Spanish parties agree constitutional change to limit debt

SPAIN’S MAIN political parties have agreed ambitious plans to limit public debt and budget deficits by changing the constitution…

SPAIN’S MAIN political parties have agreed ambitious plans to limit public debt and budget deficits by changing the constitution and requiring governments by law to keep debt and deficits below specified levels.

Hoping that the deal will dispel bond market doubts about Spain’s creditworthiness, leaders of the ruling Socialists and the centre-right Popular Party negotiated into the early hours of yesterday to reach agreement.

The changes will commit Spain to abide by EU limits – currently 60 per cent of gross domestic product for accumulated debt and 3 per cent of GDP for annual deficits – from 2020. Given that Spanish debt is expected to reach 70 per cent of GDP next year, this will oblige Spain in normal circumstances to have budget surpluses or economic growth, or both, in the next decade.

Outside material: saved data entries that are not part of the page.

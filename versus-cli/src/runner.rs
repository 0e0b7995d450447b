//! Command Runner
//!
//! Runs each trial as a child process. The child receives
//! `--task T --variant V --scale S --trial N` after the configured arguments,
//! task parameters as `VERSUS_PARAM_<NAME>` environment variables, and must
//! print one JSON object as its last stdout line:
//!
//! ```text
//! {"success": true, "executionTime": 12.5, "memoryUsed": 1048576, "resultHash": 2166136261}
//! ```

use futures::future::BoxFuture;
use serde::Deserialize;
use std::path::PathBuf;
use std::process::Stdio;
use std::sync::{Mutex, MutexGuard};
use tokio::process::Command;
use tracing::debug;
use versus_core::{Runner, RunnerError, TrialOutcome, TrialRequest};

/// JSON line printed by a trial harness
#[derive(Debug, Clone, PartialEq, Deserialize)]
#[serde(rename_all = "camelCase")]
struct HarnessReport {
    success: bool,
    #[serde(default)]
    execution_time: f64,
    #[serde(default)]
    memory_used: u64,
    #[serde(default)]
    result_hash: Option<u32>,
    #[serde(default)]
    error: Option<String>,
}

impl From<HarnessReport> for TrialOutcome {
    fn from(report: HarnessReport) -> Self {
        TrialOutcome {
            success: report.success,
            execution_time_ms: report.execution_time,
            memory_used_bytes: report.memory_used,
            result_digest: report.result_hash,
            message: report.error,
        }
    }
}

/// Send SIGTERM to a process. Returns `Err` if the signal could not be delivered.
fn send_sigterm(pid: u32) -> Result<(), std::io::Error> {
    let ret = unsafe { libc::kill(pid as libc::pid_t, libc::SIGTERM) };
    if ret == -1 {
        Err(std::io::Error::last_os_error())
    } else {
        Ok(())
    }
}

/// Parse the last non-empty stdout line as a harness report
fn parse_report(stdout: &str) -> Result<HarnessReport, RunnerError> {
    let line = stdout
        .lines()
        .rev()
        .map(str::trim)
        .find(|l| !l.is_empty())
        .ok_or_else(|| RunnerError::Execution("harness printed no result".to_string()))?;
    serde_json::from_str(line)
        .map_err(|e| RunnerError::Execution(format!("unreadable harness result: {}", e)))
}

fn param_env_name(key: &str) -> String {
    let sanitized: String = key
        .chars()
        .map(|c| {
            if c.is_ascii_alphanumeric() {
                c.to_ascii_uppercase()
            } else {
                '_'
            }
        })
        .collect();
    format!("VERSUS_PARAM_{}", sanitized)
}

/// Clears the running pid when the trial ends, including when its future is dropped
struct RunningGuard<'a> {
    runner: &'a CommandRunner,
    pid: Option<u32>,
}

impl Drop for RunningGuard<'_> {
    fn drop(&mut self) {
        let mut running = self.runner.lock_running();
        if *running == self.pid {
            *running = None;
        }
    }
}

/// Runner context that spawns one child process per trial
#[derive(Debug)]
pub struct CommandRunner {
    name: String,
    program: PathBuf,
    args: Vec<String>,
    running: Mutex<Option<u32>>,
}

impl CommandRunner {
    /// Runner spawning `program args...`
    pub fn new(name: impl Into<String>, program: impl Into<PathBuf>, args: Vec<String>) -> Self {
        Self {
            name: name.into(),
            program: program.into(),
            args,
            running: Mutex::new(None),
        }
    }

    fn lock_running(&self) -> MutexGuard<'_, Option<u32>> {
        self.running
            .lock()
            .unwrap_or_else(|poisoned| poisoned.into_inner())
    }

    fn command(&self, request: &TrialRequest) -> Command {
        let mut command = Command::new(&self.program);
        command
            .args(&self.args)
            .arg("--task")
            .arg(&request.cell.task)
            .arg("--variant")
            .arg(request.cell.variant.as_str())
            .arg("--scale")
            .arg(request.cell.scale.as_str())
            .arg("--trial")
            .arg(request.trial.to_string())
            .stdin(Stdio::null())
            .stdout(Stdio::piped())
            .stderr(Stdio::piped())
            .kill_on_drop(true);
        for (key, value) in &request.params {
            command.env(param_env_name(key), value);
        }
        command
    }

    async fn run_trial(&self, request: &TrialRequest) -> Result<TrialOutcome, RunnerError> {
        let child = self.command(request).spawn().map_err(|e| {
            RunnerError::Connection(format!("failed to spawn {}: {}", self.program.display(), e))
        })?;
        *self.lock_running() = child.id();
        let guard = RunningGuard {
            runner: self,
            pid: child.id(),
        };
        debug!(runner = %self.name, cell = %request.cell, trial = request.trial, pid = ?child.id(), "spawned trial");

        let output = child.wait_with_output().await;
        drop(guard);
        let output = output.map_err(|e| RunnerError::Execution(e.to_string()))?;

        let stdout = String::from_utf8_lossy(&output.stdout);
        match parse_report(&stdout) {
            Ok(report) => Ok(report.into()),
            Err(_) if !output.status.success() => {
                let stderr = String::from_utf8_lossy(&output.stderr);
                let tail = stderr.lines().last().unwrap_or("").trim();
                Err(RunnerError::Execution(format!(
                    "harness exited with {}: {}",
                    output.status, tail
                )))
            }
            Err(e) => Err(e),
        }
    }
}

impl Runner for CommandRunner {
    fn name(&self) -> &str {
        &self.name
    }

    fn connect(&self) -> BoxFuture<'_, Result<(), RunnerError>> {
        Box::pin(async move {
            if self.program.as_os_str().is_empty() {
                return Err(RunnerError::InvalidInput(
                    "runner.program is not configured".to_string(),
                ));
            }
            Ok(())
        })
    }

    fn execute<'a>(
        &'a self,
        request: &'a TrialRequest,
    ) -> BoxFuture<'a, Result<TrialOutcome, RunnerError>> {
        Box::pin(self.run_trial(request))
    }

    fn abort(&self) -> BoxFuture<'_, Result<(), RunnerError>> {
        Box::pin(async move {
            let pid = self.lock_running().take();
            match pid {
                Some(pid) => send_sigterm(pid)
                    .map_err(|e| RunnerError::Execution(format!("SIGTERM to {}: {}", pid, e))),
                None => Ok(()),
            }
        })
    }
}

#[cfg(test)]
mod tests {
    use super::*;
    use std::collections::BTreeMap;
    use std::time::Duration;
    use versus_core::{CancellationToken, Cell, Scale};

    fn request() -> TrialRequest {
        let mut params = BTreeMap::new();
        params.insert("seed".to_string(), "42".to_string());
        TrialRequest {
            cell: Cell::new("sort", "rust", Scale::Small),
            trial: 3,
            attempt: 1,
            params,
            timeout: Duration::from_secs(10),
            cancel: CancellationToken::new(),
        }
    }

    #[test]
    fn test_parse_report_uses_last_line() {
        let stdout = "warming up\n{\"success\": true, \"executionTime\": 12.5, \"memoryUsed\": 2048, \"resultHash\": 7}\n\n";
        let outcome: TrialOutcome = parse_report(stdout).unwrap().into();
        assert_eq!(outcome, TrialOutcome::measured(12.5, 2048, Some(7)));
    }

    #[test]
    fn test_parse_report_failure_carries_message() {
        let outcome: TrialOutcome =
            parse_report(r#"{"success": false, "error": "stack overflow"}"#)
                .unwrap()
                .into();
        assert!(!outcome.success);
        assert_eq!(outcome.message.as_deref(), Some("stack overflow"));
    }

    #[test]
    fn test_parse_report_rejects_garbage() {
        assert!(matches!(parse_report(""), Err(RunnerError::Execution(_))));
        assert!(matches!(
            parse_report("not json"),
            Err(RunnerError::Execution(_))
        ));
    }

    #[test]
    fn test_param_env_name() {
        assert_eq!(param_env_name("seed"), "VERSUS_PARAM_SEED");
        assert_eq!(param_env_name("max-depth"), "VERSUS_PARAM_MAX_DEPTH");
    }

    #[cfg(unix)]
    #[tokio::test]
    async fn test_executes_shell_harness() {
        let script = r#"echo "{\"success\": true, \"executionTime\": 1.5, \"memoryUsed\": $VERSUS_PARAM_SEED, \"resultHash\": 9}""#;
        let runner = CommandRunner::new(
            "sh",
            "sh",
            vec!["-c".to_string(), script.to_string(), "harness".to_string()],
        );
        runner.connect().await.unwrap();
        let outcome = runner.execute(&request()).await.unwrap();
        assert_eq!(outcome, TrialOutcome::measured(1.5, 42, Some(9)));
        runner.abort().await.unwrap();
    }

    #[cfg(unix)]
    #[tokio::test]
    async fn test_nonzero_exit_without_result_is_failure() {
        let runner = CommandRunner::new(
            "sh",
            "sh",
            vec![
                "-c".to_string(),
                "echo boom >&2; exit 3".to_string(),
                "harness".to_string(),
            ],
        );
        let err = runner.execute(&request()).await.unwrap_err();
        match err {
            RunnerError::Execution(msg) => assert!(msg.contains("boom")),
            other => panic!("unexpected error: {:?}", other),
        }
    }

    #[cfg(unix)]
    #[tokio::test]
    async fn test_dropped_trial_clears_running_pid() {
        let runner = CommandRunner::new(
            "sh",
            "sh",
            vec!["-c".to_string(), "sleep 5".to_string(), "harness".to_string()],
        );
        let req = request();
        let timed_out =
            tokio::time::timeout(Duration::from_millis(200), runner.execute(&req)).await;
        assert!(timed_out.is_err());
        assert_eq!(*runner.lock_running(), None);
        // Nothing left to signal
        runner.abort().await.unwrap();
    }

    #[tokio::test]
    async fn test_missing_program_fails_to_spawn() {
        let runner = CommandRunner::new("ghost", "/nonexistent/versus-harness", Vec::new());
        assert!(matches!(
            runner.execute(&request()).await,
            Err(RunnerError::Connection(_))
        ));
    }
}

Under the plan the maximum deficit allowed from 2020 over the course of an economic cycle will be 0.4 per cent of GDP.

READ MORE

Spain’s annual budget deficit peaked at 11.1 per cent in 2009, and is due to fall to 6 per cent this year and to 3 per cent in 2013.

“We think that sooner or later there will be some common discipline for budget deficits in the EU,” said Alvaro Nadal, PP secretary for economy and employment. “The idea is to prepare the Spanish economy to be located inside the new European governance system as a member of high discipline.”

Exceptions to the EU debt and deficit limits can be made for “natural disasters, economic recession or situations of extraordinary urgency” that threaten the “financial situation or the economic or social sustainability of the state”.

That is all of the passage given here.